Nor did I feel the need to make any sweeping domestic changes. The old woman who had looked after Giles was more than willing to look after me, her chocolate cake being the lightest I had ever tasted, her good humour inexhaustible.

‘Just sit you down, Mrs. Ashburn, and leave it to me. I know what the doctor likes for his dinner, and what you can do for him is make sure he sits down to eat it. Tell him to let them wait, when they come knocking on the door at dinnertime, because one thing you can be sure of, Mrs. Ashburn, is that they won't go away. He'll not lose his customers to Dr. Overdale and Dr. Blackstone, if that's what he's thinking, because Dr. Overdale takes his money in advance, and Dr. Blackstone sees none but the quality. Just you sit down and have a big smile ready for him when he comes home.'

And so I obeyed, hurrying into the hall at the sound of his gig, rushing downstairs to open the door for him myself, as obsessive in my care for him as Celia in her constant pursuit of domestic perfection.

It was naturally expected that Celia and I would see a great deal of each other now, for not only were we married ladies, empowered to share our knowledge of life's mysteries, but our husbands were both professional men, a doctor and a lawyer, who should have had much in common. Yet, although they were always very civil, very correct, there was little
rapport
between them, Jonas being too conscious that Giles, with his private income, had not been obliged to struggle for his education nor to marry somewhat against his inclination in order to purchase his practice. Giles mistrusting Jonas's growing habit—prompted, one could not deny it, by Aunt Hannah—of offering his friendship only to those who had something to give him. There was no shrewder lawyer in Cullingford these days than Jonas Agbrigg, to which many others besides Aunt Hannah were ready to testify: a keen, cunning man who could be relied on to spot a loophole in any contract, the contracts he drew up himself being quite watertight, or, when that was impossible, offering a variety of escape routes, skilful, obscurely worded clauses and fine points of law which everyone but himself appeared to have forgotten.

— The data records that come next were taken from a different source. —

//! Employee repository contract and SQLite implementation.
//!
//! # Responsibility
//! - Translate employee use-cases into parameterized statements on `emp`.
//! - Assemble the conditional list predicate and the partial-update
//!   assignment list from whichever inputs are present.
//!
//! # Invariants
//! - Every value reaches SQLite as a bound parameter, never as SQL text.
//! - `update2` always assigns `update_time`, even for an otherwise empty patch,
//!   and never moves it below the stored value.
//! - Zero affected rows on `delete`/`update2` is reported as a count, not an error.
//! - Read paths reject invalid persisted state instead of masking it.

use crate::db::migrations::latest_version;
use crate::db::DbError;
use crate::model::emp::{now_timestamp, Emp, EmpId, EmpPatch, Gender, NewEmp};
use chrono::{NaiveDate, NaiveDateTime};
use rusqlite::types::Value;
use rusqlite::{params, params_from_iter, Connection, Row};
use std::error::Error;
use std::fmt::{Display, Formatter};

const EMP_TABLE: &str = "emp";

const EMP_COLUMNS: [&str; 10] = [
    "id",
    "username",
    "name",
    "gender",
    "image",
    "job",
    "entrydate",
    "dept_id",
    "create_time",
    "update_time",
];

const EMP_SELECT_SQL: &str = "SELECT
    id,
    username,
    name,
    gender,
    image,
    job,
    entrydate,
    dept_id,
    create_time,
    update_time
FROM emp";

// Matches the text layout rusqlite's chrono binding writes, so values bound
// through `Value` compare consistently with values bound through `params!`.
const DATE_FORMAT: &str = "%F";
const TIMESTAMP_FORMAT: &str = "%F %T%.f";

pub type RepoResult<T> = Result<T, RepoError>;

/// Repository error for employee persistence and queries.
#[derive(Debug)]
pub enum RepoError {
    /// Storage failure, including constraint violations.
    Db(DbError),
    /// A stored row cannot be decoded into `Emp`.
    InvalidData(String),
    /// Connection schema version differs from the one this build expects.
    UninitializedConnection {
        expected_version: u32,
        actual_version: u32,
    },
    MissingRequiredTable(&'static str),
    MissingRequiredColumn {
        table: &'static str,
        column: &'static str,
    },
}

impl Display for RepoError {
    fn fmt(&self, f: &mut Formatter<'_>) -> std::fmt::Result {
        match self {
            Self::Db(err) => write!(f, "{err}"),
            Self::InvalidData(message) => write!(f, "invalid persisted emp data: {message}"),
            Self::UninitializedConnection {
                expected_version,
                actual_version,
            } => write!(
                f,
                "connection schema version {actual_version} does not match expected {expected_version}"
            ),
            Self::MissingRequiredTable(table) => write!(f, "missing required table `{table}`"),
            Self::MissingRequiredColumn { table, column } => {
                write!(f, "missing required column `{table}.{column}`")
            }
        }
    }
}

impl Error for RepoError {
    fn source(&self) -> Option<&(dyn Error + 'static)> {
        match self {
            Self::Db(err) => Some(err),
            _ => None,
        }
    }
}

impl From<DbError> for RepoError {
    fn from(value: DbError) -> Self {
        Self::Db(value)
    }
}

impl From<rusqlite::Error> for RepoError {
    fn from(value: rusqlite::Error) -> Self {
        Self::Db(DbError::Sqlite(value))
    }
}

impl RepoError {
    /// Returns whether the underlying storage rejected the write on a
    /// constraint (uniqueness, not-null, foreign key).
    pub fn is_constraint_violation(&self) -> bool {
        matches!(
            self,
            Self::Db(DbError::Sqlite(rusqlite::Error::SqliteFailure(err, _)))
                if err.code == rusqlite::ErrorCode::ConstraintViolation
        )
    }
}

/// Filters for listing employees. Every `None` drops its clause.
#[derive(Debug, Clone, Default, PartialEq, Eq)]
pub struct EmpListQuery {
    /// Substring of `name`; `%`, `_` and `\` match literally.
    pub name: Option<String>,
    pub gender: Option<Gender>,
    /// Inclusive lower bound on `entrydate`.
    pub entry_date_begin: Option<NaiveDate>,
    /// Inclusive upper bound on `entrydate`.
    pub entry_date_end: Option<NaiveDate>,
}

/// Repository interface for the employee table.
pub trait EmpRepository {
    /// Removes the row with `id`; returns the number of rows removed.
    fn delete(&self, id: EmpId) -> RepoResult<usize>;
    /// Inserts a row and returns its generated id.
    fn insert(&self, emp: &NewEmp) -> RepoResult<EmpId>;
    /// Lists rows matching every present filter, newest `update_time` first.
    fn list(&self, query: &EmpListQuery) -> RepoResult<Vec<Emp>>;
    /// Applies the present patch fields to row `patch.id`; returns rows changed.
    fn update2(&self, patch: &EmpPatch) -> RepoResult<usize>;
    /// Loads one row by id.
    fn get(&self, id: EmpId) -> RepoResult<Option<Emp>>;
}

/// SQLite-backed employee repository.
pub struct SqliteEmpRepository<'conn> {
    conn: &'conn Connection,
}

impl<'conn> SqliteEmpRepository<'conn> {
    /// Constructs a repository from a migrated connection.
    ///
    /// # Errors
    /// - `UninitializedConnection` when migrations were not applied.
    /// - `MissingRequiredTable`/`MissingRequiredColumn` when `emp` is malformed.
    pub fn try_new(conn: &'conn Connection) -> RepoResult<Self> {
        ensure_emp_connection_ready(conn)?;
        Ok(Self { conn })
    }
}

impl EmpRepository for SqliteEmpRepository<'_> {
    fn delete(&self, id: EmpId) -> RepoResult<usize> {
        let changed = self.conn.execute("DELETE FROM emp WHERE id = ?1;", [id])?;
        Ok(changed)
    }

    fn insert(&self, emp: &NewEmp) -> RepoResult<EmpId> {
        self.conn.execute(
            "INSERT INTO emp (
                username,
                name,
                gender,
                image,
                job,
                entrydate,
                dept_id,
                create_time,
                update_time
            ) VALUES (?1, ?2, ?3, ?4, ?5, ?6, ?7, ?8, ?9);",
            params![
                emp.username.as_str(),
                emp.name.as_str(),
                emp.gender.code(),
                emp.image.as_deref(),
                emp.job,
                emp.entry_date,
                emp.dept_id,
                emp.create_time,
                emp.update_time,
            ],
        )?;

        Ok(self.conn.last_insert_rowid())
    }

    fn list(&self, query: &EmpListQuery) -> RepoResult<Vec<Emp>> {
        let (sql, bind_values) = build_list_sql(query);

        let mut stmt = self.conn.prepare(&sql)?;
        let mut rows = stmt.query(params_from_iter(bind_values))?;
        let mut emps = Vec::new();

        while let Some(row) = rows.next()? {
            emps.push(parse_emp_row(row)?);
        }

        Ok(emps)
    }

    fn update2(&self, patch: &EmpPatch) -> RepoResult<usize> {
        let stamp = patch.update_time.unwrap_or_else(now_timestamp);
        let (sql, bind_values) = build_update_sql(patch, stamp);
        let changed = self.conn.execute(&sql, params_from_iter(bind_values))?;
        Ok(changed)
    }

    fn get(&self, id: EmpId) -> RepoResult<Option<Emp>> {
        let mut stmt = self
            .conn
            .prepare(&format!("{EMP_SELECT_SQL} WHERE id = ?1;"))?;

        let mut rows = stmt.query([id])?;
        if let Some(row) = rows.next()? {
            return Ok(Some(parse_emp_row(row)?));
        }

        Ok(None)
    }
}

/// Ordered SQL fragments with the values they bind, in placeholder order.
#[derive(Debug, Default)]
struct Fragments {
    sql: Vec<&'static str>,
    values: Vec<Value>,
}

impl Fragments {
    fn push(&mut self, sql: &'static str, values: impl IntoIterator<Item = Value>) {
        self.sql.push(sql);
        self.values.extend(values);
    }

    fn push_some<T>(
        &mut self,
        sql: &'static str,
        value: Option<T>,
        to_value: impl FnOnce(T) -> Value,
    ) {
        if let Some(value) = value {
            self.push(sql, [to_value(value)]);
        }
    }

    fn is_empty(&self) -> bool {
        self.sql.is_empty()
    }

    fn joined(&self, separator: &str) -> String {
        self.sql.join(separator)
    }
}

fn build_list_sql(query: &EmpListQuery) -> (String, Vec<Value>) {
    let mut predicate = Fragments::default();

    predicate.push_some(
        "name LIKE '%' || ? || '%' ESCAPE '\\'",
        query.name.as_deref(),
        |name| Value::Text(escape_like(name)),
    );
    predicate.push_some("gender = ?", query.gender, gender_value);
    match (query.entry_date_begin, query.entry_date_end) {
        (Some(begin), Some(end)) => predicate.push(
            "entrydate BETWEEN ? AND ?",
            [date_value(begin), date_value(end)],
        ),
        (Some(begin), None) => predicate.push("entrydate >= ?", [date_value(begin)]),
        (None, Some(end)) => predicate.push("entrydate <= ?", [date_value(end)]),
        (None, None) => {}
    }

    let mut sql = EMP_SELECT_SQL.to_string();
    if !predicate.is_empty() {
        sql.push_str(" WHERE ");
        sql.push_str(&predicate.joined(" AND "));
    }
    sql.push_str(" ORDER BY update_time DESC, id ASC;");

    (sql, predicate.values)
}

fn build_update_sql(patch: &EmpPatch, stamp: NaiveDateTime) -> (String, Vec<Value>) {
    let mut assignments = Fragments::default();

    assignments.push_some("username = ?", patch.username.clone(), Value::Text);
    assignments.push_some("name = ?", patch.name.clone(), Value::Text);
    assignments.push_some("gender = ?", patch.gender, gender_value);
    assignments.push_some("image = ?", patch.image.clone(), Value::Text);
    assignments.push_some("job = ?", patch.job, |job| Value::Integer(i64::from(job)));
    assignments.push_some("entrydate = ?", patch.entry_date, date_value);
    assignments.push_some("dept_id = ?", patch.dept_id, Value::Integer);
    // Stamps share one text layout, so text MAX is chronological MAX.
    assignments.push("update_time = MAX(update_time, ?)", [timestamp_value(stamp)]);

    let sql = format!("UPDATE emp SET {} WHERE id = ?;", assignments.joined(", "));
    let mut values = assignments.values;
    values.push(Value::Integer(patch.id));

    (sql, values)
}

fn escape_like(raw: &str) -> String {
    let mut escaped = String::with_capacity(raw.len());
    for ch in raw.chars() {
        if matches!(ch, '\\' | '%' | '_') {
            escaped.push('\\');
        }
        escaped.push(ch);
    }
    escaped
}

fn gender_value(gender: Gender) -> Value {
    Value::Integer(i64::from(gender.code()))
}

fn date_value(date: NaiveDate) -> Value {
    Value::Text(date.format(DATE_FORMAT).to_string())
}

fn timestamp_value(stamp: NaiveDateTime) -> Value {
    Value::Text(stamp.format(TIMESTAMP_FORMAT).to_string())
}

fn parse_emp_row(row: &Row<'_>) -> RepoResult<Emp> {
    let id: EmpId = row.get("id")?;

    let gender_code: i64 = row.get("gender")?;
    let gender = i16::try_from(gender_code)
        .ok()
        .and_then(Gender::from_code)
        .ok_or_else(|| {
            RepoError::InvalidData(format!(
                "invalid gender code `{gender_code}` in emp.gender for id {id}"
            ))
        })?;

    Ok(Emp {
        id,
        username: row.get("username")?,
        name: row.get("name")?,
        gender,
        image: row.get("image")?,
        job: row.get("job")?,
        entry_date: row.get("entrydate")?,
        dept_id: row.get("dept_id")?,
        create_time: row.get("create_time")?,
        update_time: row.get("update_time")?,
    })
}

fn ensure_emp_connection_ready(conn: &Connection) -> RepoResult<()> {
    let expected_version = latest_version();
    let actual_version: u32 = conn.query_row("PRAGMA user_version;", [], |row| row.get(0))?;
    if actual_version != expected_version {
        return Err(RepoError::UninitializedConnection {
            expected_version,
            actual_version,
        });
    }

    let columns = emp_table_columns(conn)?;
    if columns.is_empty() {
        return Err(RepoError::MissingRequiredTable(EMP_TABLE));
    }

    match EMP_COLUMNS
        .into_iter()
        .find(|required| !columns.iter().any(|present| present.as_str() == *required))
    {
        Some(column) => Err(RepoError::MissingRequiredColumn {
            table: EMP_TABLE,
            column,
        }),
        None => Ok(()),
    }
}

/// Column names of `emp`; empty when the table does not exist.
fn emp_table_columns(conn: &Connection) -> RepoResult<Vec<String>> {
    let mut stmt = conn.prepare(&format!("PRAGMA table_info({EMP_TABLE});"))?;
    let columns = stmt
        .query_map([], |row| row.get::<_, String>("name"))?
        .collect::<Result<Vec<_>, _>>()?;
    Ok(columns)
}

Giles liked people; Jonas, very obviously, liked useful people, cultivating only the rich and influential who could be persuaded to help him, the rich and simple who would be likely to trust him, the rich and slightly sinister who had need of a clever man like himself, his social commitments throwing my sister into such panic that I would often go over to Albert Place and do the table decorations for the parties to which I was not important enough to be invited; or, if she was to dine out herself, would arrange her hair, choose her clothes, attempt to convince her that it was not unbecoming in a matron of eighteen to be just a little vain.